All 13 of these institutions, which were included in the 2019-20 list of Employer of Choice Gender Equality (EOCGE) citation holders, had been previously recognised by WGEA.
Leading the group is the University of Technology Sydney (UTS), which held the citation for 19 years, closely followed by Western Sydney University (17 years).
UTS executive director for social justice, Verity Firth, said that while the recognition is a testament to their commitment for gender equality, there are still barriers that the university must address.
The University, which runs Athena SWAN to support its female staff and students in STEM, also hosts other programs such as Research Equity Initiative and the [email protected] network.
In August 2019, UTS pledged to close the gender pay gap by committing additional resources worth $500,000 in three faculties which need it the most.
Aside from pay gap, other criteria for the citation includes leadership, accountability, developing a balanced workforce, offering flexible workflows, preventing gender-based discrimination and harassment, and sexual harassment.
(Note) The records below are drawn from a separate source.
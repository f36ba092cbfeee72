pub mod api;
pub mod auth;
pub mod bootstrap;
pub mod config;
pub mod domain;
pub mod error;
pub mod mail;
pub mod repository;
pub mod service;
pub mod web;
Other universities which made it back to the list are the following:
- La Trobe University – 16 years
- Deakin University – 14 years
- Royal Melbourne Institute of Technology – 13 years
- University of Wollongong – 11 years
- University of Newcastle – 10 years
- Australian Catholic University – 9 years
- Edith Cowan University – 7 years
- Macquarie University – 6 years
- UOW Global Enterprises – 6 years
- Victoria University – 2 years
- Charles Sturt University – 2 years
A total of 119 institutions made it to this year’s list – a drop from the previous year which had 141 organisations
Despite including less organisations this year, Agency director Libby Lyons said that the citation had helped make significant change for those who have already been recognised for their efforts.
Lyons referred to the WGEA-commissioned report by the University of Queensland which showed that that gender pay gaps among the leading institutions are closing faster.
Total remuneration of gender pay gaps among EOCGE organisations posted a 9.2 percentage point (pp) drop, while organisations in the 2013-14 up to 2017-2018 list only had a 3.7pp decrease.
Just 8.9% of the organisations in the 2017-18 list had no female directors – a stark contrast to the 35.9% of other reporting organisations.
EOCGE organisations also had a higher proportion of female employees working full time at 57% while the general workforce only had a 39% rate.
The University of Newcastle, for example, saw 62% successful applications for women moving up their career ladder in 2019. The University posted an 89% overall success rate for female candidates who applied for promotions.
UQ’s study also found that EOCGE organisations have common practices which helped them achieve their goals, and which are driven and guided by prioritising inclusive leadership within their ranks.
These leading organisations were found to have set targets and KPIs to improve gender balance in all areas of the organisations, as well as emphasised the importance of monitoring gender pay gaps and adopting an ‘all-roles-flex’ philosophy in their operations.
EOCGE organisations also invested in learning and development related to gender equality initiatives for their staff and adopted an approach wherein they consult employees to test new ideas for achieving gender equality.